Collected data

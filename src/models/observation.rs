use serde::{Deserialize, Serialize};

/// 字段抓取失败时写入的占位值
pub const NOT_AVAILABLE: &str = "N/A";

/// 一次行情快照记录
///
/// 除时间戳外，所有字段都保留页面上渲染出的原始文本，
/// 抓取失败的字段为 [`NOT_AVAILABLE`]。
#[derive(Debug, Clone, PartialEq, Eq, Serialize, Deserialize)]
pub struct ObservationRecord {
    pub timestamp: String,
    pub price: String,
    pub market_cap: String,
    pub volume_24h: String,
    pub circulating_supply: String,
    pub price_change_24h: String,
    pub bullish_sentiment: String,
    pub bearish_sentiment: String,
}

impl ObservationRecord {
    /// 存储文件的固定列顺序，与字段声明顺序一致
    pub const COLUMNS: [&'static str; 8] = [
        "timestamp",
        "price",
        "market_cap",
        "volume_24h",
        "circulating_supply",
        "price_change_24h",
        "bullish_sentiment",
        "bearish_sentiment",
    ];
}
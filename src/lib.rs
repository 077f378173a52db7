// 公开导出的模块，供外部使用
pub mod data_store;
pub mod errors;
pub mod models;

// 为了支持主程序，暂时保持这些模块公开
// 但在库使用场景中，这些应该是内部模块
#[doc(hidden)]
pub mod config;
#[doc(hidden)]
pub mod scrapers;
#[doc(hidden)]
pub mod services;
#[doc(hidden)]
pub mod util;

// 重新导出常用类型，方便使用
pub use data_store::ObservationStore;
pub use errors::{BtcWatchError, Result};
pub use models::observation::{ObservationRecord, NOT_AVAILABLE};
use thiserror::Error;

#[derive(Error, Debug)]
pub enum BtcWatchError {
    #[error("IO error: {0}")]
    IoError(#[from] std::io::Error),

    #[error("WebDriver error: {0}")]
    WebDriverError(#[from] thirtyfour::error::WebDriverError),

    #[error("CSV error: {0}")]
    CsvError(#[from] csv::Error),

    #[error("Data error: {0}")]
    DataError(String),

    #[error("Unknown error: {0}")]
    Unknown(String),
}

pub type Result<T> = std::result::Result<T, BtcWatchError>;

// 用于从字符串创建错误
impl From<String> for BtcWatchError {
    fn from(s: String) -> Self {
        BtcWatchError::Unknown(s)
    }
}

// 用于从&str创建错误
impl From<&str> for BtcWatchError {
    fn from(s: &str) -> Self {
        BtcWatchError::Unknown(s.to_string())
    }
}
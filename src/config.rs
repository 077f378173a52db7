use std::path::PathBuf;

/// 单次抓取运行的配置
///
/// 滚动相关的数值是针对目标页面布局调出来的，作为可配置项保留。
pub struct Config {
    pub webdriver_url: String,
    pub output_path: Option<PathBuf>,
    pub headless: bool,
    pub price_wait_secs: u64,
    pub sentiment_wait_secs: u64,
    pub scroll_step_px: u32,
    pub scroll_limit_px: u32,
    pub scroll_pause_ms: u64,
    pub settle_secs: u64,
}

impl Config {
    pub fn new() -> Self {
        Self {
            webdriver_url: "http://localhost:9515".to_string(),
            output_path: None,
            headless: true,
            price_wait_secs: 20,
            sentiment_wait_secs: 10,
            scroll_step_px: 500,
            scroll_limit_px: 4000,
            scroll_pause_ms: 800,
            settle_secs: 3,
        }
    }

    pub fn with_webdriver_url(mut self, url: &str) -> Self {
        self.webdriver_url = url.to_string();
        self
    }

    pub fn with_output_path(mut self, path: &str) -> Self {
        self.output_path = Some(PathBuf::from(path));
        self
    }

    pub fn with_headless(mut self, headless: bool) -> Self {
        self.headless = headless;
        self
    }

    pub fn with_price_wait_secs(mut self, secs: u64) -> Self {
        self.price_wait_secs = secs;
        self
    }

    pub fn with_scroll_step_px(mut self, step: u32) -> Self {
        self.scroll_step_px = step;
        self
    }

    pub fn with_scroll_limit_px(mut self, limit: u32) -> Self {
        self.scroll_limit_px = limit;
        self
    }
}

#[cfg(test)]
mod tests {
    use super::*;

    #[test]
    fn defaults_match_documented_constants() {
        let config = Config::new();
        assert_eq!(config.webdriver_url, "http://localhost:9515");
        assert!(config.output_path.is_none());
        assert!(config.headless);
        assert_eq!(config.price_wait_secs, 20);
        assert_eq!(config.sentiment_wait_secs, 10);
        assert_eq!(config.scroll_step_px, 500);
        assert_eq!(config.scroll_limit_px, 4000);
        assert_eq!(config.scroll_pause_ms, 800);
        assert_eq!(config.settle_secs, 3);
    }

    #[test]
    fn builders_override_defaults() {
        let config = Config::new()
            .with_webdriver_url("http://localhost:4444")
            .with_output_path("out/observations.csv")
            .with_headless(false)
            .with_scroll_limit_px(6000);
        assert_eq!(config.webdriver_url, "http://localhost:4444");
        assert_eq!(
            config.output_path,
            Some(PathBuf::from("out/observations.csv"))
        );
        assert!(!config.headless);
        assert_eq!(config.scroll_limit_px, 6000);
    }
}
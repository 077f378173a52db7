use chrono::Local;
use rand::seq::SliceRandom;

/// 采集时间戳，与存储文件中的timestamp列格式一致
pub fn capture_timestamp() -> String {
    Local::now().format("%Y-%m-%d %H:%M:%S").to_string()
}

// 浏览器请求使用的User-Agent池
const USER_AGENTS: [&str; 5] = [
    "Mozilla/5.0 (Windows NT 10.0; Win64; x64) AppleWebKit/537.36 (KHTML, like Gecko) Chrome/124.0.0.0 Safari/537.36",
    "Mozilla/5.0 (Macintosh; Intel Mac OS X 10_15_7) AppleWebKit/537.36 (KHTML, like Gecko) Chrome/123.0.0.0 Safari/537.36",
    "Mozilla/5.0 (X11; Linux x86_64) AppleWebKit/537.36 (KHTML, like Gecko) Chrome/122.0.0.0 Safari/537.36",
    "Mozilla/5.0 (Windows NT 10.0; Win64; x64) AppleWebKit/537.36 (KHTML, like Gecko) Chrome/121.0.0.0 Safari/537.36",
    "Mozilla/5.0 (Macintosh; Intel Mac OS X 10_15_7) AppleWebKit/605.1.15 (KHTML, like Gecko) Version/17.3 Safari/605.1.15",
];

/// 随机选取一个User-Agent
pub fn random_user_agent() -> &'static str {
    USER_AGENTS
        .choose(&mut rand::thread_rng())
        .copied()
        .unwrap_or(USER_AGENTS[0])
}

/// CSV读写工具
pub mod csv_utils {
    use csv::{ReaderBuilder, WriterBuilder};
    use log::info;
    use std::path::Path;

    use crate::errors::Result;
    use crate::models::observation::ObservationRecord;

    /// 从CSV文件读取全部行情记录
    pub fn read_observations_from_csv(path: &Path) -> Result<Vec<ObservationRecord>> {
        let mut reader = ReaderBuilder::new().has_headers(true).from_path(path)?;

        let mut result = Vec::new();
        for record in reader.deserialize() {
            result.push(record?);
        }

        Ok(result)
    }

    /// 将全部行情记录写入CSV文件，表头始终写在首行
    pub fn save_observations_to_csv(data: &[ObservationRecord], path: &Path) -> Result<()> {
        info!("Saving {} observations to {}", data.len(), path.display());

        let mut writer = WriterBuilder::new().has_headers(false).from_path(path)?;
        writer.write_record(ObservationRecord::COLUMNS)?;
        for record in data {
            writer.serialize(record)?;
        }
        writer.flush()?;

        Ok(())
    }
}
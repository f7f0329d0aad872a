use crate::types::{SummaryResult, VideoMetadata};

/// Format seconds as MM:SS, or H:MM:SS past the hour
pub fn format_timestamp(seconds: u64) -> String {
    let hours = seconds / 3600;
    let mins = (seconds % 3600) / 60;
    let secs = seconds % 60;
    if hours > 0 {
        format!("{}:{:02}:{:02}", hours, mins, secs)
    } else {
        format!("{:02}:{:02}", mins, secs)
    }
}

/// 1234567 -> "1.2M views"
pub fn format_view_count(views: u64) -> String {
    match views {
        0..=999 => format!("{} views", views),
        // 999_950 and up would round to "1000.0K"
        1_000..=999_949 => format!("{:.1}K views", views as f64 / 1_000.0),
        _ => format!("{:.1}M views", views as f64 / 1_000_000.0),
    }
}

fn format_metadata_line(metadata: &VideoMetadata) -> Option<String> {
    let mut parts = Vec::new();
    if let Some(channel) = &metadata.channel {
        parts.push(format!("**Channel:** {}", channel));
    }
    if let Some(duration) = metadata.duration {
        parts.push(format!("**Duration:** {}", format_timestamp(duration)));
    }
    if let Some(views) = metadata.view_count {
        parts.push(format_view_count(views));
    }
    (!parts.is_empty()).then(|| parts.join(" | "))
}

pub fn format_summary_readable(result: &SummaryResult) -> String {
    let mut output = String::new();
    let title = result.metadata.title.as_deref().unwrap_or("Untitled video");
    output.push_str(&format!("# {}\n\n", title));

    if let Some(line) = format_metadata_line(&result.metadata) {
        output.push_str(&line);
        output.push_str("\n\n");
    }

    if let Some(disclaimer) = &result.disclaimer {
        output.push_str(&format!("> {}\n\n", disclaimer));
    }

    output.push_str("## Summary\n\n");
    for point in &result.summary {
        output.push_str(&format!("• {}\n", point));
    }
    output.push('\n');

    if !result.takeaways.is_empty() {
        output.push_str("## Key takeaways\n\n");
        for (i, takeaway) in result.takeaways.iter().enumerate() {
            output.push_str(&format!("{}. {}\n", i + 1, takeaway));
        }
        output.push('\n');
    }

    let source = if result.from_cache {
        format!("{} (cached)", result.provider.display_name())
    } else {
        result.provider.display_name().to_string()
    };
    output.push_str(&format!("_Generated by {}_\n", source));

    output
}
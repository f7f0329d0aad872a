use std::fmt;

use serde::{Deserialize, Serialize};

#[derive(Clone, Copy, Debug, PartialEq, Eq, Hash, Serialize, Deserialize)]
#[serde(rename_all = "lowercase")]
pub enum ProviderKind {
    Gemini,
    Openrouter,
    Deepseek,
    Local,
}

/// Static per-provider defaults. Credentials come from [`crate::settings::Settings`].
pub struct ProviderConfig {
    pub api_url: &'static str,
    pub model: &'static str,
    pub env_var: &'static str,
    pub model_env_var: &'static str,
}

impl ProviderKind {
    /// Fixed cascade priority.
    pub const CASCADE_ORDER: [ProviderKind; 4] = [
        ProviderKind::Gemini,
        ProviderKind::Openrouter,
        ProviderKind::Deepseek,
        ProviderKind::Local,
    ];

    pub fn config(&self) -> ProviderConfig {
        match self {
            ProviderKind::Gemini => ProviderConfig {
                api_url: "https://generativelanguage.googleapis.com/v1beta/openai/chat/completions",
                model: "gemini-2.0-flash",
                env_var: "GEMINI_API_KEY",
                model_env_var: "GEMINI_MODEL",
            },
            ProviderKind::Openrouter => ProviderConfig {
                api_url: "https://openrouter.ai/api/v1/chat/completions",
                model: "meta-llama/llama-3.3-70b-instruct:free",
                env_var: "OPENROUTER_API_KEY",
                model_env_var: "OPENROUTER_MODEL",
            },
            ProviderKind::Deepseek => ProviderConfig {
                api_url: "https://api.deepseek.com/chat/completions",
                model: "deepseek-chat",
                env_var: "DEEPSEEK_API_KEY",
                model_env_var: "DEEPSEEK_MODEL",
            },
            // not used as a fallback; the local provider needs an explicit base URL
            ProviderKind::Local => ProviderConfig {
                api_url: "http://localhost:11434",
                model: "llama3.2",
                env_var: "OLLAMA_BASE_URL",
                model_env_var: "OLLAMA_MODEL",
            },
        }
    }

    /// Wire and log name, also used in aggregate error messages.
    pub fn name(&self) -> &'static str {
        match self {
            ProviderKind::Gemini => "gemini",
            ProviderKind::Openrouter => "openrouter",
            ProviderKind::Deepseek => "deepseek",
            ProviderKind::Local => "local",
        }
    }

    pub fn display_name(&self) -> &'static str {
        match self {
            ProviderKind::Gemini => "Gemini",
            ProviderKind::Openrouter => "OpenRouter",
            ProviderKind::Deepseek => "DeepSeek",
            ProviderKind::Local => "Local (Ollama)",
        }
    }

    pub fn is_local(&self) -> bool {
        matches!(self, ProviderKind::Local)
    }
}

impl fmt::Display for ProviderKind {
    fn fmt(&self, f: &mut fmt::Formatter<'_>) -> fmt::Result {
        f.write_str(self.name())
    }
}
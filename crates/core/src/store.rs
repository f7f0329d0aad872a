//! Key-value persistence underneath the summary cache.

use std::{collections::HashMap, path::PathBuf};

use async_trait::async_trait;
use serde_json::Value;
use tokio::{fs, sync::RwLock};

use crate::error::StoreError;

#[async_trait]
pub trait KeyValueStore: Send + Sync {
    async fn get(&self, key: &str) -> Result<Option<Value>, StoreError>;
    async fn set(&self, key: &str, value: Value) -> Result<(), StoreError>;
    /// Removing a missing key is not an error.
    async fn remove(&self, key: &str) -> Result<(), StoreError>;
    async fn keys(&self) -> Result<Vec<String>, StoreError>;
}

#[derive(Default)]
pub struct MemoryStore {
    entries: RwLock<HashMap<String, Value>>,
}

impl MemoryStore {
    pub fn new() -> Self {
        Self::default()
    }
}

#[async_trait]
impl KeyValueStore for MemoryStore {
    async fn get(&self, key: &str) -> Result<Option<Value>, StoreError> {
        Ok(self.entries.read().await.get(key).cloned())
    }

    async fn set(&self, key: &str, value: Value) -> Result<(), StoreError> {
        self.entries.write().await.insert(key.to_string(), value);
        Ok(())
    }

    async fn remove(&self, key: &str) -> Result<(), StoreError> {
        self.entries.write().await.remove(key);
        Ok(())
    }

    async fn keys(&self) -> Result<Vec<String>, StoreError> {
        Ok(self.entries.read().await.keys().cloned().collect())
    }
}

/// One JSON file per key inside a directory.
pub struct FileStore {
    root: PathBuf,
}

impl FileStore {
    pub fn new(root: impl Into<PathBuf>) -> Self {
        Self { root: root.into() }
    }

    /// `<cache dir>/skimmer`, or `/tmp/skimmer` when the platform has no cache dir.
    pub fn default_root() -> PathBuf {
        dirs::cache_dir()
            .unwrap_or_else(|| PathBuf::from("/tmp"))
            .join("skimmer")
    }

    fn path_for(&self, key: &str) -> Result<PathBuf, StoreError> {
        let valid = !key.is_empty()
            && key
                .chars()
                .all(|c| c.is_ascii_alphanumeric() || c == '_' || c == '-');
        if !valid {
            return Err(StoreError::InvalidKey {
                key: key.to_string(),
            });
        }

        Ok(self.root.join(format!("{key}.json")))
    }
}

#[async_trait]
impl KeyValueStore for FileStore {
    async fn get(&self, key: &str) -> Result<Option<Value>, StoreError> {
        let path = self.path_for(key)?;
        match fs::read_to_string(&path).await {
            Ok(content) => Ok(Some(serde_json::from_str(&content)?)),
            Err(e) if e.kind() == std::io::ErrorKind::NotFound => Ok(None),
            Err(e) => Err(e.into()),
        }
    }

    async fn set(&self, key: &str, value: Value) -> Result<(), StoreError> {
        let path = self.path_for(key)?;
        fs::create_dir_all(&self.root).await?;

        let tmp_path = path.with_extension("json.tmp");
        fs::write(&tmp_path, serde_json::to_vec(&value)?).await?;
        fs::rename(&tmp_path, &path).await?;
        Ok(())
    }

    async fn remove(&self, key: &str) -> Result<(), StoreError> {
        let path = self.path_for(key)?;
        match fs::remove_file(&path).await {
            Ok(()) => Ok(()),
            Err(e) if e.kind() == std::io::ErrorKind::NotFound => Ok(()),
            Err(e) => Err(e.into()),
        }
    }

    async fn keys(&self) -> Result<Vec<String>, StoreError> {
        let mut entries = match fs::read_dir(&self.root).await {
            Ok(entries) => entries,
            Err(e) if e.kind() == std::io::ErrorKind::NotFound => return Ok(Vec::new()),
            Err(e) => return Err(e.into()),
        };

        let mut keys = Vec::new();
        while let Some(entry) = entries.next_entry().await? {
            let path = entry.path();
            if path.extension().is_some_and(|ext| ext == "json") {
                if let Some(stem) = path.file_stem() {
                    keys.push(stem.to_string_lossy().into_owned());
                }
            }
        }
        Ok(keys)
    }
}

_What you will do_:
For each line in the data that holds the word "Windows", copy the line.

_Result below_:
    "Mozilla/5.0 (Windows NT 10.0; Win64; x64) AppleWebKit/537.36 (KHTML, like Gecko) Chrome/124.0.0.0 Safari/537.36",
    "Mozilla/5.0 (Windows NT 10.0; Win64; x64) AppleWebKit/537.36 (KHTML, like Gecko) Chrome/121.0.0.0 Safari/537.36",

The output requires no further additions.